Talk only about what is asked in the forum.


----------



## Seeker9 (Nov 9, 2010)

seeker3k said:


> Dear Seeker9
> fficeffice" />
> This is Sikh site. My questions are on the Sikhism rituals not on other religions. People always compare them self with who is higher then them? As in advertising Papsi compare with Coke. Coke is # 1 soft drink in the world.
> By comparing Sikhs ism we are admitting that others are better then Sikhism.
> ...



Dear Seeker3k Ji

I stand by the brief references I made to other faiths to illustrate my point which I made as follows: 



> I would therefore suggest you humbly reconsider some of the items on  your list as it would appear you are asking Sikhs not to follow Sikhism,  which would be an unusual thing to ask on this forum..........



I will restate the point that some of the items on your extensive list are in fact requirements of the faith. The "Book" you refer to has the status of Guru. 

I believe Findingmyway Ji provided a fairly comprehensive response to that effect..

You cannot re-write a religion
You cannot tell the devotees of that religion to turn their backs on key requirements and aspects of faith
By all means air your opinions but don't expect everyone to agree with them


----------



## Seeker9 (Nov 9, 2010)

Dear Amandeep Ji

Welcome to the debate!

I appreciate what you have said here about some of the responses and the perception of how people have reacted to the concerns raised by WFWT

May I draw your attention to the poll results attached to this thread....at present, it looks like 85% of voters are in favour of discussing these issues...so that does not reflect your comment:



> that in other religions people who question the religion are welcomed but in sikkism they r not.

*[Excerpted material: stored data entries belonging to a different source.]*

//! LED-Signalisierung
//!
//! Fünf Zonen: vorne links, vorne rechts, hinten rechts, hinten links und
//! die Indikator-LED in der Mitte. Der gemeinsame [`LedState`] wird von
//! mehreren Tasks beschrieben; der [`LedRenderer`] macht daraus in festem
//! Takt einen Frame.

use rgb::RGB8;

use crate::traits::LedError;

/// Anzahl der LED-Zonen
pub const NUM_ZONES: usize = 5;

/// Basis-Takt des Render-Loops (10 Hz)
pub const BASE_TICK_MS: u32 = 100;

/// Blinkperiode nach dem Reset des Zustands
pub const DEFAULT_FLASH_PERIOD_MS: u32 = 500;

/// Blinkperiode im Fahrbetrieb (wird beim Boot gesetzt)
pub const RUN_FLASH_PERIOD_MS: u32 = 100;

/// Ein Frame: eine Farbe pro Zone, in Zonen-Reihenfolge
pub type LedFrame = [RGB8; NUM_ZONES];

// ============================================================================
// Farben
// ============================================================================

pub mod colors {
    use rgb::RGB8;

    pub const OFF: RGB8 = RGB8 { r: 0, g: 0, b: 0 };
    pub const RED: RGB8 = RGB8 { r: 255, g: 0, b: 0 };
    pub const GREEN: RGB8 = RGB8 { r: 0, g: 255, b: 0 };
    pub const BLUE: RGB8 = RGB8 { r: 0, g: 0, b: 255 };
    pub const YELLOW: RGB8 = RGB8 { r: 255, g: 255, b: 0 };
    pub const CYAN: RGB8 = RGB8 { r: 0, g: 255, b: 255 };
}

// ============================================================================
// Zonen und Modi
// ============================================================================

/// Physische LED-Zone
#[derive(Debug, Clone, Copy, PartialEq, Eq)]
#[cfg_attr(feature = "defmt", derive(defmt::Format))]
pub enum LedZone {
    FrontLeft,
    FrontRight,
    RearRight,
    RearLeft,
    Indicator,
}

impl LedZone {
    pub const ALL: [LedZone; NUM_ZONES] = [
        LedZone::FrontLeft,
        LedZone::FrontRight,
        LedZone::RearRight,
        LedZone::RearLeft,
        LedZone::Indicator,
    ];

    pub fn as_usize(self) -> usize {
        match self {
            LedZone::FrontLeft => 0,
            LedZone::FrontRight => 1,
            LedZone::RearRight => 2,
            LedZone::RearLeft => 3,
            LedZone::Indicator => 4,
        }
    }
}

impl TryFrom<usize> for LedZone {
    type Error = LedError;

    fn try_from(index: usize) -> Result<Self, Self::Error> {
        LedZone::ALL
            .get(index)
            .copied()
            .ok_or(LedError::InvalidZone(index))
    }
}

/// Blinkmuster des Render-Loops
#[derive(Debug, Clone, Copy, Default, PartialEq, Eq)]
#[cfg_attr(feature = "defmt", derive(defmt::Format))]
#[cfg_attr(feature = "serde", derive(serde::Serialize, serde::Deserialize))]
#[cfg_attr(feature = "serde", serde(rename_all = "snake_case"))]
pub enum FlashMode {
    /// Alle Zonen leuchten dauerhaft
    #[default]
    Const,
    /// Zonen 0-3 blinken, Indikator bleibt an
    FlashAll,
    /// Nur die Rücklichter blinken
    FlashBack,
    /// Nur die Scheinwerfer blinken
    FlashFront,
    /// Scheinwerfer links/rechts im Wechsel
    FlashFrontAlternate,
    /// Nur die Indikator-LED blinkt
    FlashIndicator,
}

impl FlashMode {
    /// Blinkende Modi warten pro Tick zusätzlich eine Blinkperiode
    pub fn is_flashing(self) -> bool {
        self != FlashMode::Const
    }
}

/// Indikator-Farbe + Blinkmuster, das eine Zustandsänderung anzeigt
#[derive(Debug, Clone, Copy, PartialEq, Eq)]
pub struct LedSignal {
    pub indicator: RGB8,
    pub flash_mode: FlashMode,
}

impl LedSignal {
    /// Indikator aus, Dauerlicht
    pub const CLEARED: LedSignal = LedSignal {
        indicator: colors::OFF,
        flash_mode: FlashMode::Const,
    };

    pub const fn new(indicator: RGB8, flash_mode: FlashMode) -> Self {
        Self {
            indicator,
            flash_mode,
        }
    }
}

// RGB8 implementiert defmt::Format nicht, daher von Hand
#[cfg(feature = "defmt")]
impl defmt::Format for LedSignal {
    fn format(&self, fmt: defmt::Formatter) {
        defmt::write!(
            fmt,
            "LedSignal {{ indicator: ({}, {}, {}), flash_mode: {} }}",
            self.indicator.r,
            self.indicator.g,
            self.indicator.b,
            self.flash_mode
        )
    }
}

// ============================================================================
// Gemeinsamer Zustand
// ============================================================================

/// Gemeinsamer LED-Zustand (liegt im Firmware-Build hinter einem Mutex)
#[derive(Debug, Clone, Copy, PartialEq, Eq)]
pub struct LedState {
    pub headlight: RGB8,
    pub taillight: RGB8,
    pub indicator: RGB8,
    pub flash_mode: FlashMode,
    pub flash_period_ms: u32,
    /// Optionale Farbe pro Zone; hat Vorrang vor der Gruppenfarbe
    zone_overrides: [Option<RGB8>; NUM_ZONES],
}

impl Default for LedState {
    fn default() -> Self {
        Self::new()
    }
}

impl LedState {
    /// Scheinwerfer aus, Rücklicht rot, Indikator aus, Dauerlicht
    pub const fn new() -> Self {
        Self {
            headlight: colors::OFF,
            taillight: colors::RED,
            indicator: colors::OFF,
            flash_mode: FlashMode::Const,
            flash_period_ms: DEFAULT_FLASH_PERIOD_MS,
            zone_overrides: [None; NUM_ZONES],
        }
    }

    pub fn set_headlight(&mut self, color: RGB8) {
        self.headlight = color;
    }

    pub fn set_taillight(&mut self, color: RGB8) {
        self.taillight = color;
    }

    pub fn set_indicator(&mut self, color: RGB8) {
        self.indicator = color;
    }

    pub fn set_flash_mode(&mut self, mode: FlashMode) {
        self.flash_mode = mode;
    }

    pub fn set_flash_period(&mut self, period_ms: u32) {
        self.flash_period_ms = period_ms;
    }

    /// Übernimmt Indikator-Farbe und Blinkmuster eines Signals
    pub fn show_signal(&mut self, signal: LedSignal) {
        self.indicator = signal.indicator;
        self.flash_mode = signal.flash_mode;
    }

    /// Setzt eine Einzelfarbe für die Zone `index`
    ///
    /// Ungültige Indizes verändern den Zustand nicht.
    pub fn set_zone_color(&mut self, index: usize, color: RGB8) -> Result<(), LedError> {
        let zone = LedZone::try_from(index)?;
        self.zone_overrides[zone.as_usize()] = Some(color);
        Ok(())
    }

    /// Entfernt die Einzelfarbe der Zone `index` (Gruppenfarbe gilt wieder)
    pub fn clear_zone_color(&mut self, index: usize) -> Result<(), LedError> {
        let zone = LedZone::try_from(index)?;
        self.zone_overrides[zone.as_usize()] = None;
        Ok(())
    }

    pub fn zone_override(&self, zone: LedZone) -> Option<RGB8> {
        self.zone_overrides[zone.as_usize()]
    }

    /// Farbe einer Zone im "an"-Zustand
    pub fn steady_color(&self, zone: LedZone) -> RGB8 {
        if let Some(color) = self.zone_override(zone) {
            return color;
        }
        match zone {
            LedZone::FrontLeft | LedZone::FrontRight => self.headlight,
            LedZone::RearRight | LedZone::RearLeft => self.taillight,
            LedZone::Indicator => self.indicator,
        }
    }
}

// ============================================================================
// Rendering
// ============================================================================

/// Berechnet den Frame für einen Zustand und eine Blinkphase
///
/// `phase_on == false` ist die "aus"-Phase blinkender Zonen.
pub fn render_frame(state: &LedState, phase_on: bool) -> LedFrame {
    let mut frame = [colors::OFF; NUM_ZONES];

    for zone in LedZone::ALL {
        let lit = match (state.flash_mode, zone) {
            (FlashMode::Const, _) => true,
            (FlashMode::FlashAll, LedZone::Indicator) => true,
            (FlashMode::FlashAll, _) => phase_on,
            (FlashMode::FlashBack, LedZone::RearRight | LedZone::RearLeft) => phase_on,
            (FlashMode::FlashFront, LedZone::FrontLeft | LedZone::FrontRight) => phase_on,
            (FlashMode::FlashFrontAlternate, LedZone::FrontLeft) => phase_on,
            (FlashMode::FlashFrontAlternate, LedZone::FrontRight) => !phase_on,
            (FlashMode::FlashIndicator, LedZone::Indicator) => phase_on,
            _ => true,
        };

        if lit {
            frame[zone.as_usize()] = state.steady_color(zone);
        }
    }

    frame
}

/// Zustand des Render-Loops zwischen zwei Ticks
///
/// Hält die Blinkphase und den letzten erfolgreich gelesenen Zustand, damit
/// bei einem Lock-Timeout weiter gerendert werden kann.
#[derive(Debug, Clone)]
pub struct LedRenderer {
    snapshot: LedState,
    phase_on: bool,
}

impl Default for LedRenderer {
    fn default() -> Self {
        Self::new()
    }
}

impl LedRenderer {
    pub const fn new() -> Self {
        Self {
            snapshot: LedState::new(),
            phase_on: false,
        }
    }

    /// Ein Render-Tick
    ///
    /// `fresh` ist der gerade gelesene Zustand oder `None`, wenn der Lock
    /// nicht rechtzeitig frei wurde. Dann wird der letzte Snapshot verwendet.
    /// Die Blinkphase kippt nach jedem Tick.
    pub fn tick(&mut self, fresh: Option<&LedState>) -> LedFrame {
        if let Some(state) = fresh {
            self.snapshot = *state;
        }

        let frame = render_frame(&self.snapshot, self.phase_on);
        self.phase_on = !self.phase_on;
        frame
    }

    /// Wartezeit bis zum nächsten Tick
    pub fn tick_period_ms(&self) -> u32 {
        if self.snapshot.flash_mode.is_flashing() {
            BASE_TICK_MS + self.snapshot.flash_period_ms
        } else {
            BASE_TICK_MS
        }
    }

    pub fn snapshot(&self) -> &LedState {
        &self.snapshot
    }

    pub fn phase_on(&self) -> bool {
        self.phase_on
    }
}

#[cfg(test)]
mod tests {
    use super::*;

    const WHITE: RGB8 = RGB8 {
        r: 255,
        g: 255,
        b: 255,
    };

    fn lit_state(mode: FlashMode) -> LedState {
        let mut state = LedState::new();
        state.set_headlight(WHITE);
        state.set_indicator(colors::BLUE);
        state.set_flash_mode(mode);
        state
    }

    #[test]
    fn test_default_state() {
        let state = LedState::default();
        assert_eq!(state.headlight, colors::OFF);
        assert_eq!(state.taillight, colors::RED);
        assert_eq!(state.indicator, colors::OFF);
        assert_eq!(state.flash_mode, FlashMode::Const);
        assert_eq!(state.flash_period_ms, 500);
    }

    #[test]
    fn test_const_ignores_phase() {
        let state = lit_state(FlashMode::Const);
        let expected = [WHITE, WHITE, colors::RED, colors::RED, colors::BLUE];
        assert_eq!(render_frame(&state, false), expected);
        assert_eq!(render_frame(&state, true), expected);
    }

    #[test]
    fn test_flash_all_keeps_indicator() {
        let state = lit_state(FlashMode::FlashAll);
        assert_eq!(
            render_frame(&state, false),
            [colors::OFF, colors::OFF, colors::OFF, colors::OFF, colors::BLUE]
        );
    }

    #[test]
    fn test_flash_front_alternate_antiphase() {
        let state = lit_state(FlashMode::FlashFrontAlternate);
        let off = render_frame(&state, false);
        let on = render_frame(&state, true);
        assert_eq!((off[0], off[1]), (colors::OFF, WHITE));
        assert_eq!((on[0], on[1]), (WHITE, colors::OFF));
        assert_eq!(off[2], colors::RED);
        assert_eq!(on[4], colors::BLUE);
    }

    #[test]
    fn test_flash_back_and_front() {
        let back = render_frame(&lit_state(FlashMode::FlashBack), false);
        assert_eq!(back, [WHITE, WHITE, colors::OFF, colors::OFF, colors::BLUE]);

        let front = render_frame(&lit_state(FlashMode::FlashFront), false);
        assert_eq!(front, [colors::OFF, colors::OFF, colors::RED, colors::RED, colors::BLUE]);
    }

    #[test]
    fn test_flash_indicator_only() {
        let state = lit_state(FlashMode::FlashIndicator);
        assert_eq!(render_frame(&state, false)[4], colors::OFF);
        assert_eq!(render_frame(&state, true)[4], colors::BLUE);
        assert_eq!(render_frame(&state, false)[0], WHITE);
    }

    #[test]
    fn test_invalid_zone_is_rejected() {
        let mut state = LedState::new();
        let before = state;
        assert_eq!(
            state.set_zone_color(5, colors::GREEN),
            Err(LedError::InvalidZone(5))
        );
        assert_eq!(state, before);
    }

    #[test]
    fn test_zone_override_takes_precedence() {
        let mut state = LedState::new();
        state.set_zone_color(3, colors::GREEN).unwrap();
        let frame = render_frame(&state, true);
        assert_eq!(frame[2], colors::RED);
        assert_eq!(frame[3], colors::GREEN);

        state.clear_zone_color(3).unwrap();
        assert_eq!(render_frame(&state, true)[3], colors::RED);
    }

    #[test]
    fn test_renderer_phase_starts_off_and_flips() {
        let mut renderer = LedRenderer::new();
        let state = lit_state(FlashMode::FlashIndicator);

        assert_eq!(renderer.tick(Some(&state))[4], colors::OFF);
        assert_eq!(renderer.tick(Some(&state))[4], colors::BLUE);
        assert_eq!(renderer.tick(Some(&state))[4], colors::OFF);
    }

    #[test]
    fn test_renderer_uses_snapshot_on_lock_timeout() {
        let mut renderer = LedRenderer::new();
        let state = lit_state(FlashMode::Const);
        renderer.tick(Some(&state));

        let frame = renderer.tick(None);
        assert_eq!(frame[0], WHITE);
        assert_eq!(renderer.snapshot(), &state);
    }

    #[test]
    fn test_tick_period_adds_flash_period() {
        let mut renderer = LedRenderer::new();
        assert_eq!(renderer.tick_period_ms(), 100);

        let mut state = lit_state(FlashMode::FlashAll);
        state.set_flash_period(100);
        renderer.tick(Some(&state));
        assert_eq!(renderer.tick_period_ms(), 200);
    }
}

I am not qualified to comment on the point you raise about authorship of SGGSJ. It is an interesting point. I would still say that SGGSJ has a unique integrity in that it was written in the time of and by the hand of the Gurus.

That is fact

The fact that other texts in other faiths were written by different people some time after the events is also fact

Re this issue:


> Then how can we talk about BABA DEEP SINGH carrying his own head fighting.
> 
> Is this sensible?



I hope Mai Ji won't mind if I state on her behalf that she was attempting to inject a bit of humour which I for one, appreciated!! If you search SPN, there is a complete thread where this event is discussed

So can we put this particular issue to rest?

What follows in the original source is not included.